--- What the task asks ---
Tally the lines in the data below where the word "unwrap" appears, and give the tally alone.

(Provided data Opens)

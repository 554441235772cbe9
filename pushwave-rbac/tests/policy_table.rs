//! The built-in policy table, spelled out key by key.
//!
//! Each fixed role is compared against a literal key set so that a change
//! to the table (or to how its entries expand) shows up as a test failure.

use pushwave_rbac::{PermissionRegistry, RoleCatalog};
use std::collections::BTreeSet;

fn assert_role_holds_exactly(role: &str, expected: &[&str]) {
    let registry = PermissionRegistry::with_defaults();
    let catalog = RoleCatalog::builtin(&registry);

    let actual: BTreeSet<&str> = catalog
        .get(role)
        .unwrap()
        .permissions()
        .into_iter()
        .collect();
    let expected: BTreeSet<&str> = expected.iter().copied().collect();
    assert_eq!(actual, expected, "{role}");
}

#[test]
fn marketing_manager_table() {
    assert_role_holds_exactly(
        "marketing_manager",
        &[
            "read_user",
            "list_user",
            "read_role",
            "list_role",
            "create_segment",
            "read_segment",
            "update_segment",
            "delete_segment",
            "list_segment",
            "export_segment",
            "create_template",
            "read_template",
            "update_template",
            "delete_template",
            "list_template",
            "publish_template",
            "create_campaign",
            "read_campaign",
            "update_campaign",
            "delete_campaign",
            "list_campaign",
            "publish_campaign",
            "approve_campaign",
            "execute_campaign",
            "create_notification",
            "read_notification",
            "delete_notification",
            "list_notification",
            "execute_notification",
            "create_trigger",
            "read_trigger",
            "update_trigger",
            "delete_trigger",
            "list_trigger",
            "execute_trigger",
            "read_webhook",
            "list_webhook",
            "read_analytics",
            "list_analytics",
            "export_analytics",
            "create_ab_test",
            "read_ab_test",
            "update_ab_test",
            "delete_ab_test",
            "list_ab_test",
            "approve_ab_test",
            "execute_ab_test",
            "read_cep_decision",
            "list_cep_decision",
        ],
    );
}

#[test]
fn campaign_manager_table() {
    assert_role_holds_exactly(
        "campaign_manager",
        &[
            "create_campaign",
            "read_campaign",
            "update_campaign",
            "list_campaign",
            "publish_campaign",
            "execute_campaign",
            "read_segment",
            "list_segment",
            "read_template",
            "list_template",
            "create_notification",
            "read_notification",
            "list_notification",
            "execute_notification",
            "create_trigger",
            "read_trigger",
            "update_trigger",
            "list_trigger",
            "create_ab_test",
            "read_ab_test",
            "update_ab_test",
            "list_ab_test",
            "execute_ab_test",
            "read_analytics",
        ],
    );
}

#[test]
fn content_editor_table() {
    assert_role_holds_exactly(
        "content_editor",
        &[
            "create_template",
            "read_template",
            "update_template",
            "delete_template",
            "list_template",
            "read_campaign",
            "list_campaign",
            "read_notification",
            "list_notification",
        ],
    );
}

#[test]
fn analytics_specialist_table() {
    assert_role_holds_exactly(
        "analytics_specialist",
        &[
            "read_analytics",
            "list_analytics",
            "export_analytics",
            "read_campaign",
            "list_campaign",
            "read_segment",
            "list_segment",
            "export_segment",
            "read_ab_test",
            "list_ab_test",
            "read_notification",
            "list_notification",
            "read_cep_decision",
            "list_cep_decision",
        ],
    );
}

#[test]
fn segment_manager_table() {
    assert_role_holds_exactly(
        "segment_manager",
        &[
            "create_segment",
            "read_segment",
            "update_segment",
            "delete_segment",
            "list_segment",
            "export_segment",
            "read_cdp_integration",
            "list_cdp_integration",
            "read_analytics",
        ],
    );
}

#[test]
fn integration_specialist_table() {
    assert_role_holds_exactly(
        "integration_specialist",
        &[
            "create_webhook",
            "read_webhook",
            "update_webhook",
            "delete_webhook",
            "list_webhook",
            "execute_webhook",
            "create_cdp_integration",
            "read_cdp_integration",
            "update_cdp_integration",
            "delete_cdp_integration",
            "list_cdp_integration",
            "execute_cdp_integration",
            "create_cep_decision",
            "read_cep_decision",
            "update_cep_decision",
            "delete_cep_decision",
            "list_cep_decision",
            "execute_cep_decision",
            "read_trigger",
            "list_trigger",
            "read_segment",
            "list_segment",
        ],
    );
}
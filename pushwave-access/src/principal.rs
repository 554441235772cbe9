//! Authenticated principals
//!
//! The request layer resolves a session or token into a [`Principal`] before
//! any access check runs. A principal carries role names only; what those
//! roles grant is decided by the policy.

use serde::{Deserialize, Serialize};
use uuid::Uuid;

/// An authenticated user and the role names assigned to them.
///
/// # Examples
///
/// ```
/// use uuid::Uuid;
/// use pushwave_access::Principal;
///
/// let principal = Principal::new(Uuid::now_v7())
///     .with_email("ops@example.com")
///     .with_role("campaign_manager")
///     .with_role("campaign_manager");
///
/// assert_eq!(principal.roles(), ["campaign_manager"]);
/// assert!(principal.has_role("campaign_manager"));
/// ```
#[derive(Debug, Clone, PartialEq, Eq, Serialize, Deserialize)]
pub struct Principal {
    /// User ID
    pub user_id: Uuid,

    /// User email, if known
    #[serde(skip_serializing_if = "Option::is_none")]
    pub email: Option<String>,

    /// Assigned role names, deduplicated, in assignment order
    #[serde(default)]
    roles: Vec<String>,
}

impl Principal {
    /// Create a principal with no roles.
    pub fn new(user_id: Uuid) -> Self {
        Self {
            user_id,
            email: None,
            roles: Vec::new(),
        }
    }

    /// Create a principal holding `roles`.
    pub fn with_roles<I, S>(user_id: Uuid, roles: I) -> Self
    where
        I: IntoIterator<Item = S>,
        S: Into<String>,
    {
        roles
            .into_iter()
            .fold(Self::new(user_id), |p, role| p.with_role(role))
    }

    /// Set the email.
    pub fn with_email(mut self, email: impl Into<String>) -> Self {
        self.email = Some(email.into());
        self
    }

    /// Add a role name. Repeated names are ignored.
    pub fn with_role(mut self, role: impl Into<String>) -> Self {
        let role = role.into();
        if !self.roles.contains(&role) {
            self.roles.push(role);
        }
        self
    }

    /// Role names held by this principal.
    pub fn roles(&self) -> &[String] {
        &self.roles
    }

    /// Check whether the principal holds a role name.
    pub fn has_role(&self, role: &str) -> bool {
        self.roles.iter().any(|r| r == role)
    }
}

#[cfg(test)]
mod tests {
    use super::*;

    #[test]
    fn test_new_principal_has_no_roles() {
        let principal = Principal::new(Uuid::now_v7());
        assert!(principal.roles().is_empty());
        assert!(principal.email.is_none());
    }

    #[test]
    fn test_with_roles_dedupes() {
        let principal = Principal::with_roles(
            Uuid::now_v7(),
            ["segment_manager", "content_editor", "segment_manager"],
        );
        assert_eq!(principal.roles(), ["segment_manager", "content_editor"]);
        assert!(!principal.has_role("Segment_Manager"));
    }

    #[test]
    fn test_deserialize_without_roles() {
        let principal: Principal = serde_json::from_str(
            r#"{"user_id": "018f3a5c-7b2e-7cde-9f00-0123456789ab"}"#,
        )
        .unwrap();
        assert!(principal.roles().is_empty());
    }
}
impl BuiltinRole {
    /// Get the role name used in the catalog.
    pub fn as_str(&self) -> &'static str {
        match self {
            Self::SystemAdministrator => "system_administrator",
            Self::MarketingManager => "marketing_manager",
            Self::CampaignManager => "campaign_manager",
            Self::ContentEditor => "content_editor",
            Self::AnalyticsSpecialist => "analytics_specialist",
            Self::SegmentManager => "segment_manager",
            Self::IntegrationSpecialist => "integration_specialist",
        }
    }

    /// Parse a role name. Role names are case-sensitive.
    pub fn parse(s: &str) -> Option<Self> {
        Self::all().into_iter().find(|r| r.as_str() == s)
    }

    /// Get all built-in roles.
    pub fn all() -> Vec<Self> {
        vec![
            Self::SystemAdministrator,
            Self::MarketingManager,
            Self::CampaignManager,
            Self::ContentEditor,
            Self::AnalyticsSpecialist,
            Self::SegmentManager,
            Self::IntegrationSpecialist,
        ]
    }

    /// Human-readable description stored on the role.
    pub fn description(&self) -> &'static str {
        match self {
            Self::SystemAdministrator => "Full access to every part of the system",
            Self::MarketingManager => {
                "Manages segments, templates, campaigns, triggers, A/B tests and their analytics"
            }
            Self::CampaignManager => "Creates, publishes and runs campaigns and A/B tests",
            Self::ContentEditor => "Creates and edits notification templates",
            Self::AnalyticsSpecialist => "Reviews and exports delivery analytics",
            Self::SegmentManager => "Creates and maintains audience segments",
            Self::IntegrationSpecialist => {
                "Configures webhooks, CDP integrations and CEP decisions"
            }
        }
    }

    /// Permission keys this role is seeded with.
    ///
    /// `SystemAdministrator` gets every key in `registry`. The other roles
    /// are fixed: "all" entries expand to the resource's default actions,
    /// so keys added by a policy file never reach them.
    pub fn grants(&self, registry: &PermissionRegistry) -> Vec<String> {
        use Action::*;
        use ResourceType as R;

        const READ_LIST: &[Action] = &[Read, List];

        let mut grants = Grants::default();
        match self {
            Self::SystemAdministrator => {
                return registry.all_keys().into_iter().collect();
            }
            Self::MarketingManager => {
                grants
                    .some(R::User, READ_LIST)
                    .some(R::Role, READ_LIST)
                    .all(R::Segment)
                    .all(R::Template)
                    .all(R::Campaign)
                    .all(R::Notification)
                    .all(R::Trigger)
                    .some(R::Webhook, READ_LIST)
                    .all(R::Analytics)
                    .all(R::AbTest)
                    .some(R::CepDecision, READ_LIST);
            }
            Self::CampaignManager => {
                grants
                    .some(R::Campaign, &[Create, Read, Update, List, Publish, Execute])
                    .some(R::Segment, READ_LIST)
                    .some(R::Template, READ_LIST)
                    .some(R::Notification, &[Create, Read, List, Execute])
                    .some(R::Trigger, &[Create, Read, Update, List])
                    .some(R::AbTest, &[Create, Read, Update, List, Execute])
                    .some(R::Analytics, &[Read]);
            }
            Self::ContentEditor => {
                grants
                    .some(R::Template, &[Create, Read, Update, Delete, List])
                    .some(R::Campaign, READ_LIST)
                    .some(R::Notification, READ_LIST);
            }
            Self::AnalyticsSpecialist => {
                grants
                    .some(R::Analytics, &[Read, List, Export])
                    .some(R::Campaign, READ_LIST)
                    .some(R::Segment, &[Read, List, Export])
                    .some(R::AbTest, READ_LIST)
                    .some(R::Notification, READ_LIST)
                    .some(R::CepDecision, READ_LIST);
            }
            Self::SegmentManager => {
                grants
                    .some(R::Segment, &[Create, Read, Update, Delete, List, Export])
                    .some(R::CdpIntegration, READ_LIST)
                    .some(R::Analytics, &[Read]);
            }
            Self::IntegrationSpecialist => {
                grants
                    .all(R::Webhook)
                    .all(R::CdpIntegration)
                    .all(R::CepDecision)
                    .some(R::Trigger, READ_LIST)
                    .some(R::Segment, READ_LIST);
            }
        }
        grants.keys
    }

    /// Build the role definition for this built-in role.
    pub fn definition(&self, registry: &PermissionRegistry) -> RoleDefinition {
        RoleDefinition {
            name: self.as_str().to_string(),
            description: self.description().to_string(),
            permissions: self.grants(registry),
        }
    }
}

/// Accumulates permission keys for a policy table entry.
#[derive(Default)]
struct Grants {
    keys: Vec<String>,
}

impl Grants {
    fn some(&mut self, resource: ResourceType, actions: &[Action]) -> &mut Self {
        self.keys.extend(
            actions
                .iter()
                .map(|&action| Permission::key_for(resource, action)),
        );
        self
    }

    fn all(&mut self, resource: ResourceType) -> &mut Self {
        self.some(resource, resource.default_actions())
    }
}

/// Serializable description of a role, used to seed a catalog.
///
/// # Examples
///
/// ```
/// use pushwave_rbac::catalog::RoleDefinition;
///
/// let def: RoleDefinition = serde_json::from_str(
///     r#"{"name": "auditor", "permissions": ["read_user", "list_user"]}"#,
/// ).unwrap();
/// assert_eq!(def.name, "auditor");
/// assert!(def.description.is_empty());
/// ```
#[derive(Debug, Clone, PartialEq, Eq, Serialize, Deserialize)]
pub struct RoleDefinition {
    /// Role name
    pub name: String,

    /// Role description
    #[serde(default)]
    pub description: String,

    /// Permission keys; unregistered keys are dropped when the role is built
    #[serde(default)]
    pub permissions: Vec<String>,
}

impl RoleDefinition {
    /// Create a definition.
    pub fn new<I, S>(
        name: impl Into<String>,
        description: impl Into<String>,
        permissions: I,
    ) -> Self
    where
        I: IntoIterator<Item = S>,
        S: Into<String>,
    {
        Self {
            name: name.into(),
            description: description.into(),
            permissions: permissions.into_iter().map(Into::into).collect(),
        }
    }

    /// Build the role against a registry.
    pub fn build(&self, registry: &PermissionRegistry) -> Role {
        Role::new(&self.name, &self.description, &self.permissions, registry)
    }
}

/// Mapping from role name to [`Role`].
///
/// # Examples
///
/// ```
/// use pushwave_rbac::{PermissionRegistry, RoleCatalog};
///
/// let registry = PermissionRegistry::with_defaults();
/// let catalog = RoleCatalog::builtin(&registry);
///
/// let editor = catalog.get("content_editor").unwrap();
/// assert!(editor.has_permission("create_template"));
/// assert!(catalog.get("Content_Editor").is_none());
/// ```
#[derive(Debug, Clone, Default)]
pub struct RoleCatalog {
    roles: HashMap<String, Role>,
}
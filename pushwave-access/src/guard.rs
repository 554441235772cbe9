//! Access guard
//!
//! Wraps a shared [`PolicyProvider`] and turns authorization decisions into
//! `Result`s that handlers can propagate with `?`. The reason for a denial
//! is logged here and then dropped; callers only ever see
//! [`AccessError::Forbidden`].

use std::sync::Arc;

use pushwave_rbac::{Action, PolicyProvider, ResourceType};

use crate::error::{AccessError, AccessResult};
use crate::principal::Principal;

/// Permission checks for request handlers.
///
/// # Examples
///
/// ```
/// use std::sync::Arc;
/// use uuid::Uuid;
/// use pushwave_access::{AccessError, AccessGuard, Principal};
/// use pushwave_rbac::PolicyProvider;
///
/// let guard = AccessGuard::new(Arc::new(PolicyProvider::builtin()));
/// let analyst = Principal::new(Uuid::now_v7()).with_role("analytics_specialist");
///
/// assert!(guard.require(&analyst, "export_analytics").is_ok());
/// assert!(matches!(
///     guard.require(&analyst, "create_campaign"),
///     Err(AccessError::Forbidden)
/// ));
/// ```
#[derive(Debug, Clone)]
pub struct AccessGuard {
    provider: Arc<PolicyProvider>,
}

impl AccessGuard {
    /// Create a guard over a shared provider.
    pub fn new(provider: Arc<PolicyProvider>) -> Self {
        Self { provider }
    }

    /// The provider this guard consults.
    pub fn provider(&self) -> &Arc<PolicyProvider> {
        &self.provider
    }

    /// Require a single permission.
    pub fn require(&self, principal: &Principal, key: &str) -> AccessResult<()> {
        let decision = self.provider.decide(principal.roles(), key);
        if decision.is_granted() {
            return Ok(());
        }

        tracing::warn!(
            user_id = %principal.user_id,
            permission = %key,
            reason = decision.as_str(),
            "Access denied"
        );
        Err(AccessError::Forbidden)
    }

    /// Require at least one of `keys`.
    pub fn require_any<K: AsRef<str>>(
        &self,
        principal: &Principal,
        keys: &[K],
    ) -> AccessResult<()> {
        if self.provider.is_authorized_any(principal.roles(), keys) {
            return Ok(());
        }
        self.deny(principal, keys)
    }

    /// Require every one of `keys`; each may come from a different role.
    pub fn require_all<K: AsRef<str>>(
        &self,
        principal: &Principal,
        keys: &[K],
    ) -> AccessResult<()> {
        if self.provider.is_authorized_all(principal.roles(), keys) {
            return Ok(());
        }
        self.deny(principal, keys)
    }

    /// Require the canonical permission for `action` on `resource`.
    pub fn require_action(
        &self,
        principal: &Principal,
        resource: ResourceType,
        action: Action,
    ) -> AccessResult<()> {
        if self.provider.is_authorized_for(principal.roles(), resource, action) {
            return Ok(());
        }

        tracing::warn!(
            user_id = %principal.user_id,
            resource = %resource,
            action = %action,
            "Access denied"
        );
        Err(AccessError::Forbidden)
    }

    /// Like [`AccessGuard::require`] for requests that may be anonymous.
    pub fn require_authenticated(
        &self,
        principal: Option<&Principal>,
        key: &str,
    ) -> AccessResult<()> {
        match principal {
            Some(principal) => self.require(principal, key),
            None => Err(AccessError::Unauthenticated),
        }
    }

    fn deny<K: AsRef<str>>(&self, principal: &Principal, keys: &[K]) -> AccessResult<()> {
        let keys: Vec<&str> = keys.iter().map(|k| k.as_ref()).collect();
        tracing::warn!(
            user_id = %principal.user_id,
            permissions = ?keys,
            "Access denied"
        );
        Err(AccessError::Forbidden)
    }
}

(Provided data Closes)

--- Problem solution ---
4